Objective

To evaluate the diagnostic performance of combined magnetic resonance imaging (MRI) and ultrasound (US) dual-modality imaging for acute immune rejection (AIR) after kidney transplantation, and to develop and validate a noninvasive predictive model for early detection.

Methods
In this prospective two-center study, 109 kidney transplant recipients (January 2022–June 2024) underwent multiparametric MRI sequences (T1WI, T2WI, DWI, IVIM, DTI) and functional US (B-mode, shear wave elastography) within one week before suspected AIR. Renal biopsy served as the reference standard.
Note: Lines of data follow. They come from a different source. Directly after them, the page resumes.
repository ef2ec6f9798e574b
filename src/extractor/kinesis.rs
use crate::constants::event_sources;
use crate::extractor::RecordExtractor;
use crate::models::{KinesisEvent, KinesisEventRecord};
use crate::processing::policy::SourceOrdering;

/// Stream records identified by their sequence number. Always ordered.
#[derive(Debug, Clone, Copy, Default)]
pub struct KinesisExtractor;

impl RecordExtractor for KinesisExtractor {
    type Event = KinesisEvent;
    type Record = KinesisEventRecord;

    fn source_name(&self) -> &'static str {
        event_sources::KINESIS
    }

    fn records(&self, event: &KinesisEvent) -> Vec<KinesisEventRecord> {
        event.records.clone()
    }

    fn record_id(&self, record: &KinesisEventRecord) -> Option<String> {
        record.kinesis.sequence_number.clone()
    }

    fn ordering(&self, _event: &KinesisEvent) -> SourceOrdering {
        SourceOrdering::Ordered
    }
}
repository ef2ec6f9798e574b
//! # Processing Results
//!
//! [`ProcessingResult`] is what the engine hands back to the caller.
//! [`PartialFailureResponse`] is the subset the invoking platform understands:
//! the ids to redeliver, serialized as
//! `{"batchItemFailures":[{"itemIdentifier":"..."}]}`.

use crate::processing::errors::FailureKind;
use crate::processing::outcome::{RecordFailure, RecordOutcome, RecordSuccess};
use crate::processing::policy::ErrorHandlingPolicy;
use serde::{Deserialize, Serialize};

/// One id the platform must redeliver
#[derive(Debug, Clone, PartialEq, Eq, Hash, Serialize, Deserialize)]
#[serde(rename_all = "camelCase")]
pub struct BatchItemFailure {
    pub item_identifier: String,
}

/// Partial batch failure response returned to the invoking platform.
///
/// An empty list means the whole batch succeeded.
#[derive(Debug, Clone, Default, PartialEq, Eq, Serialize, Deserialize)]
#[serde(rename_all = "camelCase")]
pub struct PartialFailureResponse {
    pub batch_item_failures: Vec<BatchItemFailure>,
}

impl PartialFailureResponse {
    pub fn from_ids<I, S>(ids: I) -> Self
    where
        I: IntoIterator<Item = S>,
        S: Into<String>,
    {
        Self {
            batch_item_failures: ids
                .into_iter()
                .map(|id| BatchItemFailure {
                    item_identifier: id.into(),
                })
                .collect(),
        }
    }

    pub fn failed_record_ids(&self) -> Vec<&str> {
        self.batch_item_failures
            .iter()
            .map(|f| f.item_identifier.as_str())
            .collect()
    }

    pub fn is_empty(&self) -> bool {
        self.batch_item_failures.is_empty()
    }

    pub fn len(&self) -> usize {
        self.batch_item_failures.len()
    }
}

/// Outcome counts of one invocation
#[derive(Debug, Clone, Copy, Default, PartialEq, Eq, Serialize, Deserialize)]
pub struct BatchSummary {
    pub total: usize,
    pub succeeded: usize,
    pub handler_failed: usize,
    pub circuit_broken: usize,
    pub unprocessed: usize,
}

impl BatchSummary {
    pub fn failed(&self) -> usize {
        self.handler_failed + self.circuit_broken + self.unprocessed
    }
}

/// Terminal aggregate of one engine invocation.
///
/// Every record of the batch appears in exactly one of [`successes`] or
/// [`failures`], both kept in batch order. Each record is owned by its
/// outcome; [`batch_records`] merges them back into delivery order.
///
/// [`successes`]: ProcessingResult::successes
/// [`failures`]: ProcessingResult::failures
/// [`batch_records`]: ProcessingResult::batch_records
#[derive(Debug)]
pub struct ProcessingResult<R> {
    batch_size: usize,
    successes: Vec<RecordSuccess<R>>,
    failures: Vec<RecordFailure<R>>,
    response: PartialFailureResponse,
    policy: ErrorHandlingPolicy,
}

impl<R> ProcessingResult<R> {
    pub(crate) fn new(
        batch_size: usize,
        successes: Vec<RecordSuccess<R>>,
        failures: Vec<RecordFailure<R>>,
        policy: ErrorHandlingPolicy,
    ) -> Self {
        let response =
            PartialFailureResponse::from_ids(failures.iter().map(|f| f.record_id.clone()));
        Self {
            batch_size,
            successes,
            failures,
            response,
            policy,
        }
    }

    pub fn batch_size(&self) -> usize {
        self.batch_size
    }

    /// `(record id, record)` for every record of the batch, in delivery order
    pub fn batch_records(&self) -> Vec<(&str, &R)> {
        let mut records = Vec::with_capacity(self.batch_size);
        let mut successes = self.successes.iter().peekable();
        let mut failures = self.failures.iter().peekable();

        loop {
            let take_success = match (successes.peek(), failures.peek()) {
                (Some(success), Some(failure)) => success.position < failure.position,
                (Some(_), None) => true,
                (None, Some(_)) => false,
                (None, None) => break,
            };
            if take_success {
                if let Some(success) = successes.next() {
                    records.push((success.record_id.as_str(), &success.record));
                }
            } else if let Some(failure) = failures.next() {
                records.push((failure.record_id.as_str(), &failure.record));
            }
        }

        records
    }

    pub fn successes(&self) -> &[RecordSuccess<R>] {
        &self.successes
    }

    pub fn failures(&self) -> &[RecordFailure<R>] {
        &self.failures
    }

    pub fn response(&self) -> &PartialFailureResponse {
        &self.response
    }

    pub fn into_response(self) -> PartialFailureResponse {
        self.response
    }

    pub fn policy(&self) -> ErrorHandlingPolicy {
        self.policy
    }

    pub fn is_full_success(&self) -> bool {
        self.failures.is_empty()
    }

    pub fn failed_record_ids(&self) -> Vec<&str> {
        self.response.failed_record_ids()
    }

    pub fn failures_of_kind(&self, kind: FailureKind) -> impl Iterator<Item = &RecordFailure<R>> {
        self.failures.iter().filter(move |f| f.kind() == kind)
    }

    pub fn summary(&self) -> BatchSummary {
        let mut summary = BatchSummary {
            total: self.batch_size,
            succeeded: self.successes.len(),
            ..Default::default()
        };
        for failure in &self.failures {
            match failure.kind() {
                FailureKind::HandlerFailed => summary.handler_failed += 1,
                FailureKind::CircuitBroken => summary.circuit_broken += 1,
                FailureKind::Unprocessed => summary.unprocessed += 1,
            }
        }
        summary
    }

    /// Every outcome merged back into batch order
    pub fn into_outcomes(self) -> Vec<RecordOutcome<R>> {
        let mut outcomes: Vec<RecordOutcome<R>> = self
            .successes
            .into_iter()
            .map(RecordOutcome::Success)
            .chain(self.failures.into_iter().map(RecordOutcome::Failure))
            .collect();
        outcomes.sort_by_key(RecordOutcome::position);
        outcomes
    }
}
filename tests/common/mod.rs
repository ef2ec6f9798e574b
#![allow(dead_code)]

pub mod builders;
pub mod strategies;

pub use builders::*;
Automated graft segmentation was performed using a MATLAB-based deep learning algorithm, followed by radiomics feature extraction via Pyradiomics. Features were selected using correlation analysis, least absolute shrinkage and selection operator (LASSO), and multivariable logistic regression. Three models—MRI, US, and dual-modality—were constructed and visualized with a nomogram. Performance was assessed using receiver operating characteristic (ROC) curves, DeLong tests, and calibration analysis.

Results
Of the 109 patients, 37 had biopsy-confirmed AIR. The MRI model achieved a sensitivity of 84.2% and an area under the ROC curve (AUC) of 0.835; the US model yielded 76.5% sensitivity and an AUC of 0.810. The dual-modality model demonstrated superior diagnostic accuracy, with 87.5% sensitivity and an AUC of 0.905 (P < 0.05 vs. single-modality models). The final nomogram incorporated four independent predictors—perfusion fraction (f), MRI-radscore, renal stiffness, and US-radscore—and showed excellent agreement between predicted and observed outcomes.

Conclusion
The proposed dual-modality MRI-US model provides a reliable, noninvasive tool for early detection of AIR in kidney transplant recipients. Its high diagnostic accuracy and robust calibration support its potential role in guiding personalized clinical management and therapeutic decision-making.